The last thing I'll note is going back to the "Thanks" at the beginning. A challenge I'm seeing and dealing with regularly--which everyone here probably recognizes--is that this administration and governance stuff is boring. We need support--moral / popular support, financial support, comms / marketing support--to do this boring stuff. So thanks for highlighting why it's important, hope it helps people understand and build that support.
>> That means reversing the Trump firings. It also means going beyond them: Hiring more federal workers in areas where there were already significant shortages prior to Trump, such as air-traffic control and public health; deprivatizing functions that have become boondoggles for private entities, such as Medicare prescription-drug coverage; and taking on new government functions that require additional staff, such as regulation of artificial intelligence.
Sam, I mean this in perfectly good faith, but I feel like this is still not really breaking free of the very paradigm you criticize!
Trump got away with so much of this because, yes, the public does in fact hate government workers — or at least THINKS it does.

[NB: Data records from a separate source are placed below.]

impl GraphicsContext for GlowContext {
    fn generation(&self) -> GlGeneration {
        self.generation
    }

    fn instanced_arrays(&self) -> Option<Rc<dyn InstancedArrays>> {
        self.instancing.clone().map(|i| i as Rc<dyn InstancedArrays>)
    }

    // ===== BUFFERS =====

    fn create_buffer(&self) -> Result<BufferId> {
        let buffer = unsafe { self.gl.create_buffer() }
            .map_err(|e| engine_err!(SOURCE, "Failed to create buffer: {}", e))?;
        Ok(self.objects.borrow_mut().buffers.insert(buffer))
    }

    fn bind_buffer(&self, target: BufferTarget, buffer: Option<BufferId>) {
        let buffer = buffer.and_then(|id| self.buffer(id));
        unsafe { self.gl.bind_buffer(buffer_target_to_gl(target), buffer) }
    }

    fn buffer_data(&self, target: BufferTarget, data: &[u8], usage: BufferUsage) {
        unsafe {
            self.gl.buffer_data_u8_slice(buffer_target_to_gl(target), data, buffer_usage_to_gl(usage))
        }
    }

    fn delete_buffer(&self, buffer: BufferId) {
        if let Some(buffer) = self.objects.borrow_mut().buffers.remove(buffer) {
            unsafe { self.gl.delete_buffer(buffer) }
        }
    }

    // ===== VERTEX ATTRIBUTES =====

    fn enable_vertex_attrib_array(&self, location: u32) {
        unsafe { self.gl.enable_vertex_attrib_array(location) }
    }

    fn vertex_attrib_pointer(
        &self,
        location: u32,
        size: i32,
        scalar_type: ScalarType,
        normalized: bool,
        stride: i32,
        offset: i32,
    ) {
        unsafe {
            self.gl.vertex_attrib_pointer_f32(
                location,
                size,
                scalar_type_to_gl(scalar_type),
                normalized,
                stride,
                offset,
            )
        }
    }

    // ===== TEXTURES =====

    fn create_texture(&self) -> Result<TextureId> {
        let texture = unsafe { self.gl.create_texture() }
            .map_err(|e| engine_err!(SOURCE, "Failed to create texture: {}", e))?;
        Ok(self.objects.borrow_mut().textures.insert(texture))
    }

    fn active_texture(&self, unit: u32) {
        unsafe { self.gl.active_texture(glow::TEXTURE0 + unit) }
    }

    fn bind_texture(&self, texture: Option<TextureId>) {
        let texture = texture.and_then(|id| self.texture(id));
        unsafe { self.gl.bind_texture(glow::TEXTURE_2D, texture) }
    }

    fn tex_parameter(&self, parameter: TextureParameter) {
        let (name, value) = texture_parameter_to_gl(parameter);
        unsafe { self.gl.tex_parameter_i32(glow::TEXTURE_2D, name, value) }
    }

    fn pixel_unpack_alignment(&self, alignment: i32) {
        unsafe { self.gl.pixel_store_i32(glow::UNPACK_ALIGNMENT, alignment) }
    }

    fn tex_image_2d(
        &self,
        internal_format: InternalFormat,
        width: i32,
        height: i32,
        format: TransferFormat,
        data_type: PixelType,
        pixels: Option<&[u8]>,
    ) {
        unsafe {
            self.gl.tex_image_2d(
                glow::TEXTURE_2D,
                0,
                internal_format_to_gl(internal_format) as i32,
                width,
                height,
                0,
                transfer_format_to_gl(format),
                pixel_type_to_gl(data_type),
                pixels,
            )
        }
    }

    fn delete_texture(&self, texture: TextureId) {
        if let Some(texture) = self.objects.borrow_mut().textures.remove(texture) {
            unsafe { self.gl.delete_texture(texture) }
        }
    }

    // ===== SHADERS AND PROGRAMS =====

    fn create_shader(&self, stage: ShaderStage) -> Result<ShaderId> {
        let shader = unsafe { self.gl.create_shader(shader_stage_to_gl(stage)) }
            .map_err(|e| engine_err!(SOURCE, "Failed to create {} shader: {}", stage.name(), e))?;
        Ok(self.objects.borrow_mut().shaders.insert(shader))
    }

    fn shader_source(&self, shader: ShaderId, source: &str) {
        if let Some(shader) = self.shader(shader) {
            unsafe { self.gl.shader_source(shader, source) }
        }
    }

    fn compile_shader(&self, shader: ShaderId) {
        if let Some(shader) = self.shader(shader) {
            unsafe { self.gl.compile_shader(shader) }
        }
    }

    fn shader_compile_status(&self, shader: ShaderId) -> bool {
        self.shader(shader)
            .map(|shader| unsafe { self.gl.get_shader_compile_status(shader) })
            .unwrap_or(false)
    }

    fn shader_info_log(&self, shader: ShaderId) -> String {
        self.shader(shader)
            .map(|shader| unsafe { self.gl.get_shader_info_log(shader) })
            .unwrap_or_default()
    }

    fn delete_shader(&self, shader: ShaderId) {
        if let Some(shader) = self.objects.borrow_mut().shaders.remove(shader) {
            unsafe { self.gl.delete_shader(shader) }
        }
    }

    fn create_program(&self) -> Result<ProgramId> {
        let program = unsafe { self.gl.create_program() }
            .map_err(|e| engine_err!(SOURCE, "Failed to create program: {}", e))?;
        Ok(self.objects.borrow_mut().programs.insert(program))
    }

    fn attach_shader(&self, program: ProgramId, shader: ShaderId) {
        if let (Some(program), Some(shader)) = (self.program(program), self.shader(shader)) {
            unsafe { self.gl.attach_shader(program, shader) }
        }
    }

    fn link_program(&self, program: ProgramId) {
        if let Some(program) = self.program(program) {
            unsafe { self.gl.link_program(program) }
        }
    }

    fn program_link_status(&self, program: ProgramId) -> bool {
        self.program(program)
            .map(|program| unsafe { self.gl.get_program_link_status(program) })
            .unwrap_or(false)
    }

    fn program_info_log(&self, program: ProgramId) -> String {
        self.program(program)
            .map(|program| unsafe { self.gl.get_program_info_log(program) })
            .unwrap_or_default()
    }

    fn use_program(&self, program: Option<ProgramId>) {
        let program = program.and_then(|id| self.program(id));
        unsafe { self.gl.use_program(program) }
    }

    fn delete_program(&self, program: ProgramId) {
        let mut objects = self.objects.borrow_mut();
        if let Some(locations) = objects.program_uniforms.remove(&program) {
            for location in locations {
                objects.uniform_locations.remove(location);
            }
        }
        if let Some(native) = objects.programs.remove(program) {
            unsafe { self.gl.delete_program(native) }
        }
    }

    fn attrib_location(&self, program: ProgramId, name: &str) -> Option<u32> {
        let program = self.program(program)?;
        unsafe { self.gl.get_attrib_location(program, name) }
    }

    fn uniform_location(&self, program: ProgramId, name: &str) -> Option<UniformLocation> {
        let native = self.program(program)?;
        let location = unsafe { self.gl.get_uniform_location(native, name) }?;

        let mut objects = self.objects.borrow_mut();
        let id = objects.uniform_locations.insert(location);
        objects.program_uniforms.entry(program).or_default().push(id);
        Some(id)
    }

    // ===== UNIFORMS =====

    fn uniform_1_i32(&self, location: UniformLocation, value: i32) {
        let location = self.uniform(location);
        unsafe { self.gl.uniform_1_i32(location.as_ref(), value) }
    }

    fn uniform_1_f32(&self, location: UniformLocation, value: f32) {
        let location = self.uniform(location);
        unsafe { self.gl.uniform_1_f32(location.as_ref(), value) }
    }

    fn uniform_1_f32_slice(&self, location: UniformLocation, values: &[f32]) {
        let location = self.uniform(location);
        unsafe { self.gl.uniform_1_f32_slice(location.as_ref(), values) }
    }

    fn uniform_2_f32_slice(&self, location: UniformLocation, values: &[f32]) {
        let location = self.uniform(location);
        unsafe { self.gl.uniform_2_f32_slice(location.as_ref(), values) }
    }

    fn uniform_3_f32_slice(&self, location: UniformLocation, values: &[f32]) {
        let location = self.uniform(location);
        unsafe { self.gl.uniform_3_f32_slice(location.as_ref(), values) }
    }

    fn uniform_4_f32_slice(&self, location: UniformLocation, values: &[f32]) {
        let location = self.uniform(location);
        unsafe { self.gl.uniform_4_f32_slice(location.as_ref(), values) }
    }

    fn uniform_matrix_4_f32_slice(&self, location: UniformLocation, transpose: bool, values: &[f32]) {
        let location = self.uniform(location);
        unsafe { self.gl.uniform_matrix_4_f32_slice(location.as_ref(), transpose, values) }
    }

    // ===== DRAWING =====

    fn draw_arrays(&self, topology: Topology, first: i32, count: i32) {
        unsafe { self.gl.draw_arrays(topology_to_gl(topology), first, count) }
    }

    fn draw_elements(&self, topology: Topology, count: i32, index_type: ScalarType, offset: i32) {
        unsafe {
            self.gl.draw_elements(topology_to_gl(topology), count, scalar_type_to_gl(index_type), offset)
        }
    }

    // ===== FRAMEBUFFERS =====

    fn create_framebuffer(&self) -> Result<FramebufferId> {
        let framebuffer = unsafe { self.gl.create_framebuffer() }
            .map_err(|e| engine_err!(SOURCE, "Failed to create framebuffer: {}", e))?;
        Ok(self.objects.borrow_mut().framebuffers.insert(framebuffer))
    }

    fn bind_framebuffer(&self, framebuffer: Option<FramebufferId>) {
        let framebuffer = framebuffer.and_then(|id| self.framebuffer(id));
        unsafe { self.gl.bind_framebuffer(glow::FRAMEBUFFER, framebuffer) }
    }

    fn framebuffer_texture_2d(&self, texture: Option<TextureId>) {
        let texture = texture.and_then(|id| self.texture(id));
        unsafe {
            self.gl.framebuffer_texture_2d(
                glow::FRAMEBUFFER,
                glow::COLOR_ATTACHMENT0,
                glow::TEXTURE_2D,
                texture,
                0,
            )
        }
    }

    fn delete_framebuffer(&self, framebuffer: FramebufferId) {
        if let Some(framebuffer) = self.objects.borrow_mut().framebuffers.remove(framebuffer) {
            unsafe { self.gl.delete_framebuffer(framebuffer) }
        }
    }

    fn viewport(&self, x: i32, y: i32, width: i32, height: i32) {
        unsafe { self.gl.viewport(x, y, width, height) }
    }

    fn clear_color(&self, color: [f32; 4]) {
        unsafe {
            self.gl.clear_color(color[0], color[1], color[2], color[3]);
            self.gl.clear(glow::COLOR_BUFFER_BIT);
        }
    }
}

A big hiring binge will also be hard to get off the ground if we just reinstate the previous everything-bagel approach to hiring.
I think a more realistic plan means taking some of the tools Trump has created, and doing more to improve government by slashing crappy policies where they exist.
For instance, the self-evaluation based system that Pahlka wrote about… needs to GO. Likewise, let’s do our own “The DOGE You Actually Wanted And Expected From That Orange Thug”: An office tasked with radically improving efficiency, and highlighting to the executive branch which outdated regulations or some stupid misinterpreted EO (like the one that created Pahlka’s hideous hiring morass) needs to go. Make Mark Cuban the czar of it, and empower him to go on the shows and podcasts every week with a big roundup of regulations that annoyed him that week.
The point is, what you just wrote here in the section I quoted — and I want to be gentle — smacks of everything that normies HATE about us PMC types. So let’s not do that. Kudos for the effort, and I agreed with most of the rest of this, but just wanted to offer some constructive criticism.